> [TASK GOAL]:
When the line containing "pub control_name: &'a" is reached, copy it and each subsequent line of the material below exactly, through the last line.

··· DATA UNDER STUDY

use serde::{Deserialize, Serialize};

#[derive(Debug, Serialize)]
pub struct ControlRangeRequest<'a> {
    pub control_name: &'a str,
}

// Failed lookups only carry `success` and `message`
#[derive(Debug, Deserialize)]
pub struct ControlRangeResponse {
    pub success: bool,
    pub min: Option<f64>,
    pub max: Option<f64>,
    pub current: Option<f64>,
    pub message: Option<String>,
}

#[derive(Debug, Serialize)]
pub struct FocusRequest {
    pub mode: FocusMode,
    pub position: f64,
}

// Autofocus goes through `trigger_af`, so only manual positioning is ever sent here
#[derive(Debug, Serialize, Clone, Copy, PartialEq)]
#[serde(rename_all = "lowercase")]
pub enum FocusMode {
    Manual,
}

#[derive(Debug, Serialize)]
pub struct GainRequest {
    pub gain: f64,
}

#[derive(Debug, Serialize)]
pub struct StreamSettingsRequest {
    pub width: u32,
    pub height: u32,
    pub fps: u32,
}

/// The loose `{success?, message?}` envelope most device commands answer with.
#[derive(Debug, Default, Deserialize)]
pub struct MessageResponse {
    pub success: Option<bool>,
    pub message: Option<String>,
}

#[derive(Debug, Clone, PartialEq, Deserialize)]
pub struct CameraStatus {
    pub started: bool,
    pub resolution: Option<(u32, u32)>,
    pub available: bool,
    pub message: Option<String>,
}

······

> [EXERCISE SOLUTION]:
    pub control_name: &'a str,
}

// Failed lookups only carry `success` and `message`
#[derive(Debug, Deserialize)]
pub struct ControlRangeResponse {
    pub success: bool,
    pub min: Option<f64>,
    pub max: Option<f64>,
    pub current: Option<f64>,
    pub message: Option<String>,
}

#[derive(Debug, Serialize)]
pub struct FocusRequest {
    pub mode: FocusMode,
    pub position: f64,
}

// Autofocus goes through `trigger_af`, so only manual positioning is ever sent here
#[derive(Debug, Serialize, Clone, Copy, PartialEq)]
#[serde(rename_all = "lowercase")]
pub enum FocusMode {
    Manual,
}

#[derive(Debug, Serialize)]
pub struct GainRequest {
    pub gain: f64,
}

#[derive(Debug, Serialize)]
pub struct StreamSettingsRequest {
    pub width: u32,
    pub height: u32,
    pub fps: u32,
}

/// The loose `{success?, message?}` envelope most device commands answer with.
#[derive(Debug, Default, Deserialize)]
pub struct MessageResponse {
    pub success: Option<bool>,
    pub message: Option<String>,
}

#[derive(Debug, Clone, PartialEq, Deserialize)]
pub struct CameraStatus {
    pub started: bool,
    pub resolution: Option<(u32, u32)>,
    pub available: bool,
    pub message: Option<String>,
}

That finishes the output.